Die erste Frage, dies sich einem angesichts dieser Aussage stellt: auf wen denn sonst? Sollen diejenigen, die zum demographischen Wandel nichts beigetragen haben, die Lasten desselben allein tragen? Ist das gerechter? Man fühlt sich an den Cartoon von Greser und Lenz aus dem Jahr 2006 erinnert, auf dem eine ganze Gruppe von Rentnerinnen und Rentner auf einem Spielplatz zwei Kinder anraunzt: „Warum seid Ihr nur so wenige, Ihr Blödmänner?!“.

Es müsste doch auch bei den Gewerkschaften oder der Linkspartei einsichtig sein, dass für den demographischen Wandel in einer kollektiven Betrachtung diejenigen verantwortlich sind, die weniger Kinder als ihre Vorgängergeneration bekommen haben; das gilt nicht auf der individuellen Ebene, denn individuelle Entscheidungen über Kinder lassen sich überhaupt nicht beurteilen. Wenn es eine Gerechtigkeit gäbe, dann müssten doch eher die Rentner selber zur Verantwortung gezogen werden. Auch das ist im Einzelfall nicht gerecht. Vielleicht ist Gerechtigkeit überhaupt keine sinnvolle Kategorie. Insofern ist die Gerechtigkeitsdebatte ein reines Ablenkungsmanöver.

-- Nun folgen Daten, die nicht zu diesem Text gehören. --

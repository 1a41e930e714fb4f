#![forbid(unsafe_code)]
//! RPC framework with an integrated service registry and a topic-based
//! publish/subscribe bus, all over the single framed protocol defined in
//! [`patchbay_wire`].
//!
//! The runtime splits into a handful of small engines:
//! - [`net`]: tokio TCP endpoints, with one reader task per connection
//!   draining the frame codec and one writer task fed by a non-blocking send
//!   handle.
//! - [`Dispatcher`]: routes each decoded message to the one handler
//!   registered for its kind, preserving the concrete message type.
//! - [`Requestor`]: correlates responses back to outstanding requests by id,
//!   for blocking, future, and callback call styles.
//! - [`Router`]: validates and executes RPC requests against registered
//!   [`ServiceDescriptor`]s.
//! - [`PdManager`] and [`PsManager`]: the registry and broker state machines.
//!
//! Applications normally use the facades: [`RpcServer`], [`RegistryServer`],
//! and [`TopicServer`] on the serving side; [`RpcClient`], [`RegistryClient`],
//! [`DiscoveryClient`], and [`TopicClient`] on the calling side.
//!
//! ```rust,no_run
//! use patchbay::{ClientConfig, RpcClient};
//! use serde_json::json;
//! # #[tokio::main]
//! # async fn main() -> Result<(), patchbay::PatchbayError> {
//! let client = RpcClient::direct("127.0.0.1:9090", ClientConfig::default()).await?;
//! let sum = client.call("Add", json!({ "num1": 90, "num2": 10 })).await?;
//! println!("{sum}");
//! # Ok(()) }
//! ```

mod broker;
mod client;
mod config;
mod dispatch;
mod error;
pub mod net;
mod registry;
mod requestor;
mod router;
mod server;

pub use broker::PsManager;
pub use client::{
    DiscoveryClient, OfflineCallback, PendingCall, RegistryClient, RpcClient, SubscribeCallback,
    TopicClient,
};
pub use config::{ClientConfig, EndpointConfig};
pub use dispatch::Dispatcher;
pub use error::PatchbayError;
pub use registry::PdManager;
pub use requestor::{PendingResponse, Requestor};
pub use router::{ParamKind, Router, ServiceDescriptor, ServiceDescriptorBuilder};
pub use server::{RegistryServer, RpcServer, TopicServer};

pub use patchbay_wire::{HostAddress, Message, ResponseCode};
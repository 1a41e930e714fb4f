#![forbid(unsafe_code)]
//! Wire protocol shared by every patchbay peer.
//!
//! Frames are length-value: `| total_len | kind | id_len | id | body |` with
//! big-endian 4-byte integers and a UTF-8 JSON body. This crate owns the frame
//! codec ([`LvCodec`]), the closed set of message kinds and operation enums,
//! and the six concrete message types with their validation predicates. It
//! knows nothing about sockets or dispatch; the runtime crate layers those on
//! top.

mod codec;
mod kinds;
mod message;

pub use codec::{LvCodec, WireError, DEFAULT_MAX_BUFFER};
pub use kinds::{MessageKind, ResponseCode, ServiceAction, TopicAction};
pub use message::{
    fields, FromMessage, HostAddress, Message, RpcRequest, RpcResponse, ServiceRequest,
    ServiceResponse, TopicRequest, TopicResponse,
};
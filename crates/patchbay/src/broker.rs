//! Topic broker: the server side of publish/subscribe.
//!
//! Two indexes are kept consistent under one lock: topic name → subscriber
//! connections, and connection → subscribed topic names. PUBLISH is forwarded
//! verbatim (same id, same body) to the subscriber snapshot taken under the
//! lock, so a subscriber arriving mid-publish sees either all or none of it.

use std::collections::{HashMap, HashSet};
use std::sync::{Arc, Mutex};

use patchbay_wire::{ResponseCode, TopicAction, TopicRequest, TopicResponse};
use tracing::{debug, info, warn};

use crate::dispatch::Dispatcher;
use crate::net::{CloseHook, Connection, ConnectionId};

struct SubscriberEntry {
    conn: Arc<Connection>,
    topics: HashSet<String>,
}

#[derive(Default)]
struct BrokerState {
    topics: HashMap<String, HashSet<ConnectionId>>,
    subscribers: HashMap<ConnectionId, SubscriberEntry>,
}

/// The broker's REQ_TOPIC state machine.
#[derive(Default)]
pub struct PsManager {
    state: Mutex<BrokerState>,
}

impl PsManager {
    pub fn new() -> Self {
        Self::default()
    }

    /// Dispatcher handler for REQ_TOPIC.
    pub fn on_request(&self, conn: &Arc<Connection>, req: TopicRequest) {
        let key = req.topic_key().unwrap_or_default().to_string();
        let code = match req.action() {
            Some(TopicAction::Create) => self.create(&key),
            Some(TopicAction::Remove) => self.remove(&key),
            Some(TopicAction::Subscribe) => self.subscribe(conn, &key),
            Some(TopicAction::Cancel) => self.cancel(conn.id(), &key),
            Some(TopicAction::Publish) => self.publish(&key, &req),
            None => {
                warn!(conn = conn.id(), "topic request with invalid optype");
                ResponseCode::InvalidOptype
            }
        };
        let reply = TopicResponse::new(req.id(), code);
        if let Err(err) = conn.send(reply.into()) {
            debug!(conn = conn.id(), %err, "could not send topic response");
        }
    }

    /// Close path: detach the subscriber from every topic it followed, then
    /// drop its record.
    pub fn on_close(&self, conn: &Arc<Connection>) {
        let mut state = self.state.lock().expect("broker state lock poisoned");
        let Some(entry) = state.subscribers.remove(&conn.id()) else {
            return;
        };
        for topic in &entry.topics {
            if let Some(subscribers) = state.topics.get_mut(topic) {
                subscribers.remove(&conn.id());
            }
        }
        debug!(conn = conn.id(), topics = entry.topics.len(), "subscriber disconnected");
    }

    /// Wires this broker into a dispatcher.
    pub fn attach(self: &Arc<Self>, dispatcher: &Dispatcher) {
        let broker = self.clone();
        dispatcher.register(move |conn: &Arc<Connection>, req: TopicRequest| {
            broker.on_request(conn, req);
        });
    }

    pub fn close_hook(self: &Arc<Self>) -> CloseHook {
        let broker = self.clone();
        Arc::new(move |conn: &Arc<Connection>| broker.on_close(conn))
    }

    fn create(&self, key: &str) -> ResponseCode {
        let mut state = self.state.lock().expect("broker state lock poisoned");
        if !state.topics.contains_key(key) {
            state.topics.insert(key.to_string(), HashSet::new());
            info!(topic = key, "topic created");
        }
        ResponseCode::Ok
    }

    /// Removing an absent topic is still OK; removal erases the topic from
    /// every subscriber's set before dropping the topic itself.
    fn remove(&self, key: &str) -> ResponseCode {
        let mut state = self.state.lock().expect("broker state lock poisoned");
        if let Some(subscribers) = state.topics.remove(key) {
            for conn in subscribers {
                if let Some(entry) = state.subscribers.get_mut(&conn) {
                    entry.topics.remove(key);
                }
            }
            info!(topic = key, "topic removed");
        }
        ResponseCode::Ok
    }

    fn subscribe(&self, conn: &Arc<Connection>, key: &str) -> ResponseCode {
        let mut state = self.state.lock().expect("broker state lock poisoned");
        if !state.topics.contains_key(key) {
            return ResponseCode::NotFoundTopic;
        }
        state
            .subscribers
            .entry(conn.id())
            .or_insert_with(|| SubscriberEntry {
                conn: conn.clone(),
                topics: HashSet::new(),
            })
            .topics
            .insert(key.to_string());
        if let Some(subscribers) = state.topics.get_mut(key) {
            subscribers.insert(conn.id());
        }
        debug!(conn = conn.id(), topic = key, "subscribed");
        ResponseCode::Ok
    }

    fn cancel(&self, conn: ConnectionId, key: &str) -> ResponseCode {
        let mut state = self.state.lock().expect("broker state lock poisoned");
        if let Some(entry) = state.subscribers.get_mut(&conn) {
            entry.topics.remove(key);
        }
        if let Some(subscribers) = state.topics.get_mut(key) {
            subscribers.remove(&conn);
        }
        ResponseCode::Ok
    }

    /// Fan-out is best-effort and synchronous: one failing subscriber send
    /// neither aborts the others nor changes the publisher's rcode.
    fn publish(&self, key: &str, req: &TopicRequest) -> ResponseCode {
        let targets: Vec<Arc<Connection>> = {
            let state = self.state.lock().expect("broker state lock poisoned");
            let Some(subscribers) = state.topics.get(key) else {
                return ResponseCode::NotFoundTopic;
            };
            subscribers
                .iter()
                .filter_map(|conn| state.subscribers.get(conn))
                .map(|entry| entry.conn.clone())
                .collect()
        };

        for conn in targets {
            if let Err(err) = conn.send(req.clone().into()) {
                debug!(conn = conn.id(), topic = key, %err, "subscriber send failed");
            }
        }
        ResponseCode::Ok
    }
}
//! Error types for qm-core

use std::path::PathBuf;

/// Result type for qm-core operations
pub type Result<T> = std::result::Result<T, Error>;

/// Errors that can occur in qm-core operations
#[derive(Debug, thiserror::Error)]
pub enum Error {
    /// No `metadata.txt` was found in the start directory or its ancestors
    #[error("Could not find a QGIS plugin project root above {start} (missing metadata.txt)")]
    ProjectRootNotFound { start: PathBuf },

    /// The platform data directory could not be determined
    #[error("Could not determine the user data directory for QGIS profiles")]
    DataDirUnavailable,

    /// A backup with the same timestamp already exists
    #[error("Backup already exists at {path}")]
    BackupExists { path: PathBuf },

    /// A name produced an empty slug
    #[error("Cannot derive a directory slug from {name:?}")]
    InvalidSlug { name: String },

    /// Filesystem error from qm-fs
    #[error(transparent)]
    Fs(#[from] qm_fs::Error),
}

impl Error {
    pub(crate) fn io(path: impl Into<PathBuf>, source: std::io::Error) -> Self {
        Self::Fs(qm_fs::Error::io(path, source))
    }
}
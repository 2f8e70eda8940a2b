//! Normalized path handling for cross-platform compatibility

use std::path::Path;

/// A path normalized to use forward slashes internally.
///
/// Paths are cleaned lexically on construction: duplicate separators and `.`
/// components are dropped, `..` pops the previous component (and never climbs
/// above the start of the path), and trailing separators are removed. No
/// filesystem access takes place, so symlinks are not resolved.
#[derive(Debug, Clone, PartialEq, Eq, Hash, PartialOrd, Ord)]
pub struct NormalizedPath {
    /// Internal representation always uses forward slashes
    inner: String,
}

impl NormalizedPath {
    /// Create a new NormalizedPath from any path-like input.
    pub fn new(path: impl AsRef<Path>) -> Self {
        let path_str = path.as_ref().to_string_lossy();
        Self {
            inner: clean(&path_str.replace('\\', "/")),
        }
    }

    /// Get the internal normalized string representation.
    pub fn as_str(&self) -> &str {
        &self.inner
    }

    /// Whether this path is empty (the result of relating a root to itself).
    pub fn is_empty(&self) -> bool {
        self.inner.is_empty()
    }

    /// The individual `/`-separated components, in order.
    pub fn segments(&self) -> impl Iterator<Item = &str> {
        self.inner.split('/').filter(|s| !s.is_empty())
    }

    /// Express this path relative to `root`.
    ///
    /// Returns `None` when the path does not lie under `root`. Relating the
    /// root to itself yields an empty path. The comparison is component-wise,
    /// so `/a/bc` is not considered to be under `/a/b`.
    pub fn relative_to(&self, root: &NormalizedPath) -> Option<NormalizedPath> {
        if self.inner == root.inner {
            return Some(Self {
                inner: String::new(),
            });
        }
        let rest = if root.inner == "/" {
            self.inner.strip_prefix('/')
        } else if root.inner.is_empty() {
            (!self.inner.starts_with('/')).then_some(self.inner.as_str())
        } else {
            self.inner
                .strip_prefix(root.inner.as_str())
                .and_then(|rest| rest.strip_prefix('/'))
        }?;
        Some(Self {
            inner: rest.to_string(),
        })
    }
}

/// Lexically clean a forward-slash path.
fn clean(path: &str) -> String {
    let (prefix, rest) = if path.starts_with("//") && !path.starts_with("///") {
        ("//", &path[2..])
    } else if let Some(rest) = path.strip_prefix('/') {
        ("/", rest)
    } else {
        ("", path)
    };

    let mut components: Vec<&str> = Vec::new();
    for component in rest.split('/') {
        match component {
            "" | "." => {}
            ".." => {
                components.pop();
            }
            other => components.push(other),
        }
    }

    format!("{}{}", prefix, components.join("/"))
}

impl AsRef<Path> for NormalizedPath {
    fn as_ref(&self) -> &Path {
        Path::new(&self.inner)
    }
}

impl std::fmt::Display for NormalizedPath {
    fn fmt(&self, f: &mut std::fmt::Formatter<'_>) -> std::fmt::Result {
        write!(f, "{}", self.inner)
    }
}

Dennoch muss die grundsätzliche Frage, wie der demographische Wandel bewältigt werden soll – wenn wir unseren Wohlstand aufrechterhalten und auch noch die drängendsten Zukunftsprobleme lösen wollen –, gestellt und vor allem endlich beantwortet werden. Bislang hat sich die Politik um dieses Thema, das bereits eines war, als ich mein Studium vor über 35 Jahren aufnahm, weitgehend gedrückt. Es gab eine Ausnahme; das war der Sozialminister Müntefering in der ersten sogenannten Großen Koalition, der eine schrittweise Verlängerung der Lebensarbeitszeit auf 67 Jahre einführte. Die zweite sogenannte Große Koalition hat dann dafür gesorgt, dass ihre Wähler ohne Rentenabschlag mit 63 Jahren in den Ruhestand – und vermutlich in großem Stil auf Kreuzfahrten – gehen konnten.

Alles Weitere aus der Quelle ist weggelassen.